When IFC began working with Unifrutti Group, the smallholder Filipino banana growers that supplied the international fruit company were not well positioned to comply with Rainforest Alliance and other international certification standards.
Local farmers did not follow regulations on proper use of fertilizers, waste and water management, or wage requirements for workers. As a result, the bananas they produced were mainly exported to markets that did not have stringent quality or standards requirements.
The Philippines was undergoing a national land reform policy that involved selling corporate plantations to smallholder farmers, making large export companies such as Unifrutti increasingly reliant on smallholders to supply bananas. To sell bananas to specialized markets, such as Japan, Unifrutti needed smallholders to become certified.

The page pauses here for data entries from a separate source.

/// Single-threaded handle-based object pool.
///
/// Composes an [`IndexAllocator`] with a [`ColumnStore`] and a per-row
/// generation counter. `alloc` hands out a [`Handle`] packing the row
/// index with the row's current generation; `dealloc` bumps the
/// generation so a handle captured before the dealloc no longer matches
/// the row after reuse.
///
/// Confined to one logical owner; subsystems that share a pool across
/// threads use [`ConcurrentSlotPool`](super::ConcurrentSlotPool) instead.
///
/// Row contents are NOT cleared on `dealloc`; stale data lingers in the
/// columns while the slot sits on the free list. The next `alloc` that
/// recycles the slot resets every column to its default, so a reused
/// row never exposes the previous object's data.
///
/// Generation checks on `get`/`set` are debug-only: release builds
/// trust callers to discard handles after `dealloc` (see DESIGN.md for
/// the rationale).

use super::column_store::{ColumnAt, ColumnStore, Columns};
use super::handle::Handle;
use super::index_allocator::IndexAllocator;

/// Generation-checked pool over column tuple `C`, with handles split at
/// `INDEX_BITS` (generation in the remaining high bits).
pub struct SlotPool<C: Columns, const INDEX_BITS: u32 = 24> {
    indices: IndexAllocator,
    store: ColumnStore<C>,
    /// Per-row generation, already masked to the handle's meta width.
    generations: Vec<u32>,
    max_slots: Option<u32>,
}

impl<C: Columns, const INDEX_BITS: u32> SlotPool<C, INDEX_BITS> {
    /// Create an unbounded pool (limited only by the handle index range)
    pub fn new() -> Self {
        Self {
            indices: IndexAllocator::new(),
            store: ColumnStore::new(),
            generations: Vec::new(),
            max_slots: None,
        }
    }

    /// Create a pool that asserts a maximum slot count on `alloc`.
    pub fn with_max_slots(max_slots: u32) -> Self {
        assert!(
            max_slots as u64 <= Handle::<INDEX_BITS>::MAX_INDEX as u64 + 1,
            "max_slots {} exceeds the {}-bit handle index range",
            max_slots,
            INDEX_BITS
        );
        Self {
            indices: IndexAllocator::new(),
            store: ColumnStore::new(),
            generations: Vec::new(),
            max_slots: Some(max_slots),
        }
    }

    /// Allocate a row and return its handle.
    ///
    /// Recycles a freed index when one exists, otherwise appends a
    /// default-initialized row to every column. Exceeding the configured
    /// maximum (or the handle index range) is a fatal contract violation.
    pub fn alloc(&mut self) -> Handle<INDEX_BITS> {
        let (index, fresh) = self.indices.allocate();
        if let Some(max) = self.max_slots {
            assert!(index < max, "slot pool exceeded its {} slot maximum", max);
        }
        assert!(
            index <= Handle::<INDEX_BITS>::MAX_INDEX,
            "slot pool exceeded the {}-bit handle index range",
            INDEX_BITS
        );
        if fresh {
            let row = self.store.append_row();
            debug_assert_eq!(row as u32, index);
            self.generations.push(0);
        } else {
            self.store.reset_row(index as usize);
        }
        Handle::pack(index, self.generations[index as usize])
    }

    /// Release a row back to the pool.
    ///
    /// Bumps the row's generation (wrapping within the handle's meta
    /// width), so the handle and any copies of it go stale. The row's
    /// contents are left as-is until the next `alloc` reuses the slot.
    pub fn dealloc(&mut self, handle: Handle<INDEX_BITS>) {
        debug_assert!(
            self.is_live(handle),
            "dealloc with stale or foreign handle {}",
            handle
        );
        let index = handle.index();
        self.generations[index as usize] =
            (self.generations[index as usize] + 1) & Handle::<INDEX_BITS>::META_MASK;
        self.indices.deallocate(index);
    }

    /// Whether `handle` currently names a live row of this pool.
    ///
    /// A stale handle whose generation has wrapped all the way around
    /// (2^META_BITS dealloc/alloc cycles on one index) becomes
    /// indistinguishable from a live one; pick the bit split accordingly.
    pub fn is_live(&self, handle: Handle<INDEX_BITS>) -> bool {
        let index = handle.index() as usize;
        index < self.generations.len()
            && self.generations[index] == handle.meta()
            && !self.indices.free_indices().contains(&handle.index())
    }

    /// Read column `K` of the row `handle` names.
    pub fn get<const K: usize>(&self, handle: Handle<INDEX_BITS>) -> &<C as ColumnAt<K>>::Element
    where
        C: ColumnAt<K>,
    {
        debug_assert!(
            self.is_live(handle),
            "get with stale or foreign handle {}",
            handle
        );
        self.store.get::<K>(handle.index() as usize)
    }

    /// Mutable access to column `K` of the row `handle` names.
    pub fn get_mut<const K: usize>(
        &mut self,
        handle: Handle<INDEX_BITS>,
    ) -> &mut <C as ColumnAt<K>>::Element
    where
        C: ColumnAt<K>,
    {
        debug_assert!(
            self.is_live(handle),
            "get_mut with stale or foreign handle {}",
            handle
        );
        self.store.get_mut::<K>(handle.index() as usize)
    }

    /// Overwrite column `K` of the row `handle` names.
    pub fn set<const K: usize>(&mut self, handle: Handle<INDEX_BITS>, value: <C as ColumnAt<K>>::Element)
    where
        C: ColumnAt<K>,
    {
        *self.get_mut::<K>(handle) = value;
    }

    /// Number of live rows
    pub fn len(&self) -> u32 {
        self.indices.len()
    }

    /// Whether no rows are live
    pub fn is_empty(&self) -> bool {
        self.indices.is_empty()
    }

    /// The currently free row indices (diagnostic / defragmentation use)
    pub fn free_indices(&self) -> &[u32] {
        self.indices.free_indices()
    }
}

impl<C: Columns, const INDEX_BITS: u32> Default for SlotPool<C, INDEX_BITS> {
    fn default() -> Self {
        Self::new()
    }
}

// ============================================================================
// Tests
// ============================================================================

#[cfg(test)]
#[path = "slot_pool_tests.rs"]
mod tests;
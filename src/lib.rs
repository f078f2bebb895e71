/*!
# Quasar 3D Engine

Core resource layer of the Quasar 3D rendering engine.

Every GPU-side and engine-side resource (buffers, textures, command
lists, cameras) is exposed to the rest of the engine as a small opaque
handle rather than a pointer. Underneath each handle sits one recurring
primitive: a generation-checked slot allocator over structure-of-arrays
storage, in a single-threaded flavor for per-subsystem data and a
bounded, thread-safe flavor for data shared between the render thread,
streaming threads, and job workers.

## Architecture

- **utils**: the pool infrastructure (`Handle`, `IndexAllocator`,
  `ColumnStore`, `SlotPool`, `BoundedColumnStore`, `ConcurrentSlotPool`)
- **resource**: one pool per resource kind (`BufferPool`, `TexturePool`,
  `CameraPool`, `CommandListPool`) behind the `ResourceManager`
- **Engine**: singleton manager wiring the resource manager and the
  logger together at startup

Backend implementations (Vulkan, Direct3D 12, etc.) consume the handles
and pool records; they live in separate backend crates.
*/

// Internal modules
mod engine;
mod error;
pub mod log;
pub mod resource;
pub mod utils;

// Main quasar3d namespace module
pub mod quasar3d {
    // Error types
    pub use crate::error::{Error, Result};

    // Engine singleton
    pub use crate::engine::Engine;

    // Logging sub-module (types only, NOT macros)
    pub mod log {
        pub use crate::log::{DefaultLogger, LogEntry, LogSeverity, Logger};
        // Note: engine_* macros are NOT re-exported here - they are internal only
    }

    // Resource sub-module
    pub mod resource {
        pub use crate::resource::*;
    }

    // Pool infrastructure sub-module
    pub mod pool {
        pub use crate::utils::*;
    }
}

// Re-export math library at crate root
pub use glam;
/// Quasar3D Engine - Singleton manager for engine subsystems
///
/// Global singleton management for the resource manager and the logger.
/// Thread-safe static storage with RwLock for concurrent access; the
/// "one pool per resource kind" cardinality of the engine lives behind
/// the single ResourceManager instance created here.

use std::sync::{Arc, Mutex, OnceLock, RwLock};
use std::time::SystemTime;

use crate::error::{Error, Result};
use crate::log::{DefaultLogger, LogEntry, LogSeverity, Logger};
use crate::resource::ResourceManager;

// ===== INTERNAL STATE =====

/// Global engine state storage
static ENGINE_STATE: OnceLock<EngineState> = OnceLock::new();

/// Global logger (initialized with DefaultLogger)
static LOGGER: OnceLock<RwLock<Box<dyn Logger>>> = OnceLock::new();

/// Internal state structure holding all engine singletons
struct EngineState {
    /// Resource manager singleton
    resource_manager: RwLock<Option<Arc<Mutex<ResourceManager>>>>,
}

impl EngineState {
    fn new() -> Self {
        Self {
            resource_manager: RwLock::new(None),
        }
    }
}

// ===== PUBLIC API =====

/// Main engine singleton manager
///
/// Manages the lifecycle of the engine subsystems using a singleton
/// pattern with thread-safe access.
///
/// # Example
///
/// ```no_run
/// use quasar_3d_engine::quasar3d::Engine;
///
/// Engine::initialize()?;
/// Engine::create_resource_manager()?;
///
/// let rm = Engine::resource_manager()?;
/// // Use rm.lock().unwrap()...
///
/// Engine::shutdown();
/// # Ok::<(), quasar_3d_engine::quasar3d::Error>(())
/// ```
pub struct Engine;

impl Engine {
    /// Helper to log errors before returning them (internal use)
    fn log_and_return_error(error: Error) -> Error {
        crate::engine_error!("quasar3d::Engine", "{}", error);
        error
    }

    /// Initialize the engine
    ///
    /// Must be called once at application startup before creating any
    /// subsystems.
    ///
    /// # Errors
    ///
    /// Currently always succeeds, but returns Result for future
    /// extensibility.
    pub fn initialize() -> Result<()> {
        ENGINE_STATE.get_or_init(EngineState::new);
        Ok(())
    }

    /// Shutdown the entire engine and destroy all singletons
    ///
    /// After calling this, `initialize()` must be called again before
    /// creating new subsystems.
    pub fn shutdown() {
        if let Some(state) = ENGINE_STATE.get() {
            if let Ok(mut rm) = state.resource_manager.write() {
                *rm = None;
            }
        }
    }

    // ===== RESOURCE MANAGER API =====

    /// Create and register the resource manager singleton
    ///
    /// # Errors
    ///
    /// Returns an error if:
    /// - The engine is not initialized
    /// - A resource manager already exists
    pub fn create_resource_manager() -> Result<()> {
        Self::register_resource_manager(ResourceManager::new())
    }

    /// Create and register a resource manager with a specific texture
    /// pool capacity (the texture pool is the engine's one fixed-size,
    /// concurrently shared pool).
    pub fn create_resource_manager_with_texture_capacity(capacity: u32) -> Result<()> {
        Self::register_resource_manager(ResourceManager::with_texture_capacity(capacity))
    }

    fn register_resource_manager(manager: ResourceManager) -> Result<()> {
        let state = ENGINE_STATE.get().ok_or_else(|| {
            Self::log_and_return_error(Error::InitializationFailed(
                "Engine not initialized. Call Engine::initialize() first.".to_string(),
            ))
        })?;

        let mut lock = state.resource_manager.write().map_err(|_| {
            Self::log_and_return_error(Error::InitializationFailed(
                "ResourceManager lock poisoned".to_string(),
            ))
        })?;

        if lock.is_some() {
            return Err(Self::log_and_return_error(Error::InitializationFailed(
                "ResourceManager already exists. Call Engine::destroy_resource_manager() first."
                    .to_string(),
            )));
        }

        *lock = Some(Arc::new(Mutex::new(manager)));

        crate::engine_info!("quasar3d::Engine", "ResourceManager singleton created successfully");

        Ok(())
    }

    /// Get the resource manager singleton
    ///
    /// # Returns
    ///
    /// A shared pointer to the ResourceManager wrapped in a Mutex for
    /// thread-safe access
    ///
    /// # Errors
    ///
    /// Returns an error if:
    /// - The engine is not initialized
    /// - The resource manager has not been created
    pub fn resource_manager() -> Result<Arc<Mutex<ResourceManager>>> {
        let state = ENGINE_STATE.get().ok_or_else(|| {
            Self::log_and_return_error(Error::InitializationFailed(
                "Engine not initialized. Call Engine::initialize() first.".to_string(),
            ))
        })?;

        let lock = state.resource_manager.read().map_err(|_| {
            Self::log_and_return_error(Error::InitializationFailed(
                "ResourceManager lock poisoned".to_string(),
            ))
        })?;

        lock.clone().ok_or_else(|| {
            Self::log_and_return_error(Error::InitializationFailed(
                "ResourceManager not created. Call Engine::create_resource_manager() first."
                    .to_string(),
            ))
        })
    }

    /// Destroy the resource manager singleton
    ///
    /// Removes the singleton, allowing a new one to be created. Existing
    /// references remain valid until dropped.
    ///
    /// # Errors
    ///
    /// Returns an error if the engine is not initialized
    pub fn destroy_resource_manager() -> Result<()> {
        let state = ENGINE_STATE.get().ok_or_else(|| {
            Self::log_and_return_error(Error::InitializationFailed(
                "Engine not initialized".to_string(),
            ))
        })?;

        let mut lock = state.resource_manager.write().map_err(|_| {
            Self::log_and_return_error(Error::InitializationFailed(
                "ResourceManager lock poisoned".to_string(),
            ))
        })?;

        *lock = None;

        crate::engine_info!("quasar3d::Engine", "ResourceManager singleton destroyed");

        Ok(())
    }

    /// Reset all singletons for testing (only available in test builds)
    #[cfg(test)]
    pub fn reset_for_testing() {
        if let Some(state) = ENGINE_STATE.get() {
            if let Ok(mut rm) = state.resource_manager.write() {
                *rm = None;
            }
        }
    }

    // ===== LOGGING API =====

    /// Set a custom logger
    ///
    /// Replace the default logger with a custom implementation (file
    /// logger, test capture, etc.)
    pub fn set_logger<L: Logger + 'static>(logger: L) {
        let logger_lock = LOGGER.get_or_init(|| RwLock::new(Box::new(DefaultLogger::default())));
        if let Ok(mut lock) = logger_lock.write() {
            *lock = Box::new(logger);
        }
    }

    /// Reset logger to the default colored console logger
    pub fn reset_logger() {
        let logger_lock = LOGGER.get_or_init(|| RwLock::new(Box::new(DefaultLogger::default())));
        if let Ok(mut lock) = logger_lock.write() {
            *lock = Box::new(DefaultLogger::default());
        }
    }

    /// Internal logging method (for simple logs without file:line)
    ///
    /// Used by the engine_trace!/debug!/info!/warn! macros.
    pub fn log(severity: LogSeverity, source: &str, message: String) {
        let logger_lock = LOGGER.get_or_init(|| RwLock::new(Box::new(DefaultLogger::default())));
        if let Ok(lock) = logger_lock.read() {
            lock.log(&LogEntry {
                severity,
                timestamp: SystemTime::now(),
                source: source.to_string(),
                message,
                file: None,
                line: None,
            });
        }
    }

    /// Internal logging method with file:line information (for ERROR logs)
    ///
    /// Used by the engine_error! macro to include the source location.
    pub fn log_detailed(
        severity: LogSeverity,
        source: &str,
        message: String,
        file: &'static str,
        line: u32,
    ) {
        let logger_lock = LOGGER.get_or_init(|| RwLock::new(Box::new(DefaultLogger::default())));
        if let Ok(lock) = logger_lock.read() {
            lock.log(&LogEntry {
                severity,
                timestamp: SystemTime::now(),
                source: source.to_string(),
                message,
                file: Some(file),
                line: Some(line),
            });
        }
    }
}

#[cfg(test)]
#[path = "engine_tests.rs"]
mod tests;
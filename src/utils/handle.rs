/// Packed 32-bit handles for pool-allocated objects.
///
/// Every pool in the engine hands out a `Handle` instead of a pointer.
/// The low `INDEX_BITS` bits are the row index into the pool's column
/// storage; the remaining high bits are a secondary field whose meaning
/// the owning pool chooses:
///
/// - a *generation* counter, bumped when the row is freed, so a handle
///   minted before a dealloc compares unequal to one minted after reuse
///   (SlotPool, ConcurrentSlotPool), or
/// - a *type tag*, routing the handle to the right pool among several
///   that share one id namespace (CommandListPool).
///
/// Packing and unpacking are pure arithmetic. A handle carries no notion
/// of validity on its own; whether the index currently names a live row
/// is the owning pool's responsibility.

use std::fmt;

/// A 32-bit handle split into an index field and a secondary field.
///
/// `INDEX_BITS` must be in `1..=31`; common splits are 24/8 (buffer
/// pool, command lists) and 16/16 (texture pool, cameras).
#[derive(Clone, Copy, PartialEq, Eq, Hash)]
pub struct Handle<const INDEX_BITS: u32>(u32);

impl<const INDEX_BITS: u32> Handle<INDEX_BITS> {
    /// Mask covering the index field (low `INDEX_BITS` bits).
    pub const INDEX_MASK: u32 = {
        assert!(
            INDEX_BITS >= 1 && INDEX_BITS <= 31,
            "Handle INDEX_BITS must be in 1..=31"
        );
        ((1u64 << INDEX_BITS) - 1) as u32
    };

    /// Number of bits in the secondary field.
    pub const META_BITS: u32 = 32 - INDEX_BITS;

    /// Mask covering the secondary field after shifting it down.
    pub const META_MASK: u32 = ((1u64 << (32 - INDEX_BITS)) - 1) as u32;

    /// Highest row index this split can address.
    pub const MAX_INDEX: u32 = Self::INDEX_MASK;

    /// Pack an index and a secondary value into a handle.
    ///
    /// Both fields must fit their bit widths; overflow is a caller bug.
    #[inline]
    pub fn pack(index: u32, meta: u32) -> Self {
        debug_assert!(
            index <= Self::INDEX_MASK,
            "handle index {} does not fit in {} bits",
            index,
            INDEX_BITS
        );
        debug_assert!(
            meta <= Self::META_MASK,
            "handle meta {} does not fit in {} bits",
            meta,
            Self::META_BITS
        );
        Self((meta << INDEX_BITS) | (index & Self::INDEX_MASK))
    }

    /// Row index into the owning pool's column storage.
    #[inline]
    pub fn index(self) -> u32 {
        self.0 & Self::INDEX_MASK
    }

    /// Secondary field (generation or type tag, per the owning pool).
    #[inline]
    pub fn meta(self) -> u32 {
        self.0 >> INDEX_BITS
    }

    /// The packed 32-bit value, for storage in GPU-visible tables.
    #[inline]
    pub fn to_raw(self) -> u32 {
        self.0
    }

    /// Reinterpret a raw 32-bit value as a handle.
    ///
    /// The caller must know which pool (and which bit split) minted it.
    #[inline]
    pub fn from_raw(raw: u32) -> Self {
        Self(raw)
    }
}

impl<const INDEX_BITS: u32> fmt::Debug for Handle<INDEX_BITS> {
    fn fmt(&self, f: &mut fmt::Formatter<'_>) -> fmt::Result {
        f.debug_struct("Handle")
            .field("index", &self.index())
            .field("meta", &self.meta())
            .finish()
    }
}

impl<const INDEX_BITS: u32> fmt::Display for Handle<INDEX_BITS> {
    fn fmt(&self, f: &mut fmt::Formatter<'_>) -> fmt::Result {
        write!(f, "{}:{}", self.index(), self.meta())
    }
}

#[cfg(test)]
#[path = "handle_tests.rs"]
mod tests;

But growers considered certification a cost burden because it required investments such as installing hazard-proof chemical storage and mixing areas, filtering systems, and showers and toilets for workers. By providing technical and business training to farmers in areas of waste management, and water conservation, among other areas of farm management, IFC helped increase the number of qualified smallholder banana growers in Unifrutti’s supply chain, enabling the company to command higher prices. Unifrutti, in turn, gave farmers a price premium to encourage adoption of certification standards, which helped farmers to cover costs and increase their profit.
IFC worked with Unifrutti Group to enable the company to provide extension services to banana farmers in its supply chain so that farmers could comply with international certification requirements. Extension services included information on water recycling, switching to organic fertilizer, manually weeding rather than relying on herbicides, and generating new income from sorting and selling recyclable wastes, among other sustainable farming techniques.
The training led to increased confidence among farmers and a better negotiating position with Unifrutti and the banks they approached for financing because certified farms are perceived to be well-managed and disciplined — and sustainable over time — making them better bets for bank loans. By becoming certified, smallholder farmers demonstrate they can be environmentally and socially responsible.
In June 2008, IFC created a 14-month pilot project that introduced 416 farmers to the new farming techniques and began to change mindsets that made many farmers cling to old ways. The pilot resulted in improved social and environmental practices and the farmers received Rainforest Alliance certification; 98 percent reported improved business management skills.
During the second phase, a price premium was established for highland growers, whose high quality bananas were identified during the pilot phase as a priority for Unifrutti’s premium market. Lowland farm bananas weren’t of a high enough quality to make the premium cut, but the farmers still covered the increased costs associated with obtaining RA certification through cost savings derived from water conservation, recycling, and other sustainable farming practices.
IFC and Unifrutti shared training costs, with Unifrutti providing the RA technical training and IFC facilitating the business management training. IFC also worked with Rainforest Alliance to train local auditors, which will enable farmers to pass the annual audits needed to maintain their RA certification after the IFC-Unifrutti partnership ends.
Results & Impact *
Over 1,000 farmers have been trained in strategic planning, change management, and other business skills related to farming.
Locally trained auditors have audited more than 8,000 hectares of Philippine farmland, including at least 1,000 hectares managed by smallholders.
Now, Unifrutti and other companies are replicating the success of the banana Rainforest Alliance certification, with plans to certify 8,000 hectares of Philippine coconut farms. So far, 400 hectares of smallholder cocoa farms have become certified.
Highland farmers command 5 to 25 percent higher prices for their crops as a result of Rainforest Alliance certification and meeting other premium market requirements.